Christina se quedó un poco congelada ante mi revelación y sentí
nuevamente la chispa del día que la conocí. El momento se alargó y antes que yo
hiciese implosión dentro de mí, ella me dijo:
—Acompáñame —dijo y me arrastró por el brazo fuera del establecimiento.
Tomamos un carrito de golf, de esos que eran comunes en la isla y la
recorrimos a lo largo. Christina me dejó conducir, salimos del gentío y nos
quedamos solos en la carretera.
—¿No te esperan en el hotel en la tarde? —me preguntó mientras
avanzábamos.
—No creo que me despidan por escaparme esta tarde y la verdad ya no me
importa —le dije sintiéndome liberado por primera vez desde que había llegado a
Isla Mujeres. El aire me daba en el rostro y era formidable.

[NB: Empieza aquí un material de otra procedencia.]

/// Coalesce queued lines into batched store writes, pruning as it goes.
async fn run_store_writer(
    store: Store,
    mut rx: mpsc::UnboundedReceiver<LogLine>,
    cancel: CancellationToken,
    db_max_lines: usize,
    db_max_bytes: u64,
) {
    let mut pending: Vec<LogLine> = Vec::new();
    let mut appended: HashMap<AppId, usize> = HashMap::new();

    loop {
        tokio::select! {
            line = rx.recv() => {
                let Some(line) = line else { break };
                pending.push(line);
                // Drain whatever else is queued before committing once.
                while pending.len() < 512 {
                    match rx.try_recv() {
                        Ok(line) => pending.push(line),
                        Err(_) => break,
                    }
                }
            }
            _ = cancel.cancelled() => {
                while let Ok(line) = rx.try_recv() {
                    pending.push(line);
                }
                flush(&store, &mut pending, &mut appended, db_max_lines, db_max_bytes);
                break;
            }
        }

        flush(&store, &mut pending, &mut appended, db_max_lines, db_max_bytes);
    }
}

fn flush(
    store: &Store,
    pending: &mut Vec<LogLine>,
    appended: &mut HashMap<AppId, usize>,
    db_max_lines: usize,
    db_max_bytes: u64,
) {
    if pending.is_empty() {
        return;
    }
    for line in pending.iter() {
        *appended.entry(line.app_id.clone()).or_default() += 1;
    }
    if let Err(e) = store.append_log_batch(pending) {
        tracing::warn!(error = %e, "log batch write failed");
    }
    pending.clear();

    // Prune any app that accumulated enough new rows to matter.
    appended.retain(|app_id, count| {
        if *count < 512 {
            return true;
        }
        if let Err(e) = store.prune_logs(app_id, db_max_lines, db_max_bytes) {
            tracing::debug!(%app_id, error = %e, "log prune failed");
        }
        false
    });
}

#[cfg(test)]
#[path = "loghub_tests.rs"]
mod tests;
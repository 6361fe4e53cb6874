// SPDX-License-Identifier: BUSL-1.1
// Copyright (c) 2026 Alfred Jean LLC

//! Lifecycle state machine and per-execution runtime state.

use chrono::{DateTime, Utc};
use serde::{Deserialize, Serialize};

use crate::ids::{AppId, ExecutionId};

/// State of an application's lifecycle.
///
/// `Application.status` mirrors the supervisor's `RuntimeState.current_state`;
/// both are written in the same store transaction so observers never see them
/// diverge.
#[derive(Debug, Clone, Copy, PartialEq, Eq, Serialize, Deserialize)]
#[serde(rename_all = "lowercase")]
pub enum LifecycleState {
    Installed,
    Starting,
    Running,
    Stopping,
    Stopped,
    Paused,
    Error,
}

impl LifecycleState {
    /// Whether the state machine permits moving from `self` to `to`.
    ///
    /// `Error` is reachable from anywhere. `Stopped` and `Error` allow a
    /// fresh `Starting` so stopped or failed applications can be started
    /// again without reinstalling.
    pub fn can_transition(self, to: LifecycleState) -> bool {
        use LifecycleState::*;
        if to == Error {
            return true;
        }
        match self {
            Installed => matches!(to, Starting),
            Starting => matches!(to, Starting | Running | Installed | Stopping),
            Running => matches!(to, Stopping | Stopped | Installed | Starting | Paused),
            Stopping => matches!(to, Stopped),
            Stopped => matches!(to, Starting | Installed),
            Paused => matches!(to, Running | Stopping),
            Error => matches!(to, Starting | Installed),
        }
    }

    /// Terminal states: nothing happens without an external command.
    pub fn is_terminal(self) -> bool {
        matches!(self, LifecycleState::Stopped | LifecycleState::Error)
    }

    pub fn is_active(self) -> bool {
        matches!(
            self,
            LifecycleState::Starting | LifecycleState::Running | LifecycleState::Stopping
        )
    }

    pub fn as_str(self) -> &'static str {
        match self {
            LifecycleState::Installed => "installed",
            LifecycleState::Starting => "starting",
            LifecycleState::Running => "running",
            LifecycleState::Stopping => "stopping",
            LifecycleState::Stopped => "stopped",
            LifecycleState::Paused => "paused",
            LifecycleState::Error => "error",
        }
    }
}

impl std::fmt::Display for LifecycleState {
    fn fmt(&self, f: &mut std::fmt::Formatter<'_>) -> std::fmt::Result {
        write!(f, "{}", self.as_str())
    }
}

impl std::str::FromStr for LifecycleState {
    type Err = String;

    fn from_str(s: &str) -> Result<Self, Self::Err> {
        match s {
            "installed" => Ok(LifecycleState::Installed),
            "starting" => Ok(LifecycleState::Starting),
            "running" => Ok(LifecycleState::Running),
            "stopping" => Ok(LifecycleState::Stopping),
            "stopped" => Ok(LifecycleState::Stopped),
            "paused" => Ok(LifecycleState::Paused),
            "error" => Ok(LifecycleState::Error),
            other => Err(format!("unknown lifecycle state: {other}")),
        }
    }
}

/// One sampled resource snapshot for a running container.
#[derive(Debug, Clone, Default, PartialEq, Serialize, Deserialize)]
pub struct ResourceSample {
    pub cpu_percent: f64,
    pub memory_bytes: u64,
    pub memory_limit_bytes: u64,
    pub memory_percent: f64,
    pub net_rx_bytes: u64,
    pub net_tx_bytes: u64,
    pub block_read_bytes: u64,
    pub block_write_bytes: u64,
    pub pids: Option<u64>,
    pub sampled_at: Option<DateTime<Utc>>,
}

/// Transient state of the current (or last) execution of one application.
#[derive(Debug, Clone, PartialEq, Serialize, Deserialize)]
pub struct RuntimeState {
    pub app_id: AppId,
    pub execution_id: Option<ExecutionId>,
    pub container_id: Option<String>,
    pub pid: Option<i64>,
    pub last_start: Option<DateTime<Utc>>,
    pub last_exit: Option<DateTime<Utc>>,
    pub exit_code: Option<i64>,
    /// Accumulated seconds across all completed executions.
    pub total_runtime_secs: u64,
    pub current_state: LifecycleState,
    pub last_heartbeat: Option<DateTime<Utc>>,
    pub resources: Option<ResourceSample>,
}

impl RuntimeState {
    /// Fresh state for a newly installed application.
    pub fn installed(app_id: AppId) -> Self {
        Self {
            app_id,
            execution_id: None,
            container_id: None,
            pid: None,
            last_start: None,
            last_exit: None,
            exit_code: None,
            total_runtime_secs: 0,
            current_state: LifecycleState::Installed,
            last_heartbeat: None,
            resources: None,
        }
    }
}

/// Partial update applied to a persisted [`RuntimeState`].
///
/// `None` leaves a field untouched; the nested options write NULL.
#[derive(Debug, Clone, Default)]
pub struct RuntimeStatePatch {
    pub execution_id: Option<Option<ExecutionId>>,
    pub container_id: Option<Option<String>>,
    pub pid: Option<Option<i64>>,
    pub last_start: Option<DateTime<Utc>>,
    pub last_exit: Option<DateTime<Utc>>,
    pub exit_code: Option<Option<i64>>,
    pub add_runtime_secs: Option<u64>,
    pub current_state: Option<LifecycleState>,
    pub last_heartbeat: Option<DateTime<Utc>>,
    pub resources: Option<ResourceSample>,
}

#[cfg(test)]
#[path = "state_tests.rs"]
mod tests;
// SPDX-License-Identifier: BUSL-1.1
// Copyright (c) 2026 Alfred Jean LLC

//! Application lifecycle engine.
//!
//! Everything between the wire and the store: the container driver, the log
//! hub, per-application supervisors and their registry, the credential
//! vault, the signal gateway, and the resource monitor.

// Allow panic!/unwrap/expect in test code
#![cfg_attr(test, allow(clippy::panic))]
#![cfg_attr(test, allow(clippy::unwrap_used))]
#![cfg_attr(test, allow(clippy::expect_used))]

pub mod deps;
pub mod docker;
pub mod loghub;
pub mod manager;
pub mod monitor;
pub mod paths;
pub mod signal;
pub mod supervisor;
pub mod vault;

pub use docker::{
    Bind, CliOutput, ContainerEngine, ContainerSpec, ContainerState, EngineError, ExitInfo,
    FakeEngine, LiveEngine, LogChunk, NetworkMode, StatsSnapshot, LABEL_APP_ID, LABEL_RUNTIME,
    LABEL_RUNTIME_VALUE,
};
pub use loghub::{LogHub, LogHubConfig, LogSubscription};
pub use manager::{AppManager, DeployResult};
pub use monitor::ResourceMonitor;
pub use paths::StoragePaths;
pub use signal::{
    BrokerEvent, BrokerTransport, FakeBroker, GatewayError, SignalGateway, SignalSchema,
    SignalSubscription, WsBroker,
};
pub use supervisor::{ExitOutcome, Supervisor, SupervisorCtx, STOP_GRACE};
pub use vault::{run_refresh_task, CredentialVault, NoRefresh, RefreshHook, VaultError};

—Te enseñaré una de las atracciones turísticas más bonitas de la isla. Podrás
recomendarlo a nuestros clientes. Jajajaja. Digamos que estás en capacitación.
—Nena, tú puedes capacitarme en todo lo que quieras.
—Ay, Charlie, que no pierdes un minuto para caerme encima.
—¡Me gustas, Christina! ¡Me encantas! —grité metiendo el pie al acelerador
hasta lo último.
Llegamos juntos a Garrafón. Tal vez me veía ridículo en un parque acuático
con mi ropa de ejecutivo. Yo no iba de traje y corbata, pero llevaba un pantalón de
vestir color beige y una guayabera blanca de mangas largas congruente con la
humedad de la isla. En esta parte del mundo, donde el sol era demasiado ardiente,
usar un traje sastre era un suicidio. Por suerte me había puesto unos mocasines,
que estaban pasables para la ocasión. Christina se dio a la tarea de remangar las
patas de mi pantalón hasta las rodillas, y las de mi camisa hasta los codos. Que
encajaba con la temática del parque, no lo creía, que me veía muy bien con lo que
fuera que me pusiera, tenía que ser. Ella me miraba como si fuera un caramelo en
la puerta de un colegio. Llegamos directo a la tirolesa, yo me lancé primero y volé
por encima del mar a una velocidad que me sacaba las lágrimas de tanta emoción.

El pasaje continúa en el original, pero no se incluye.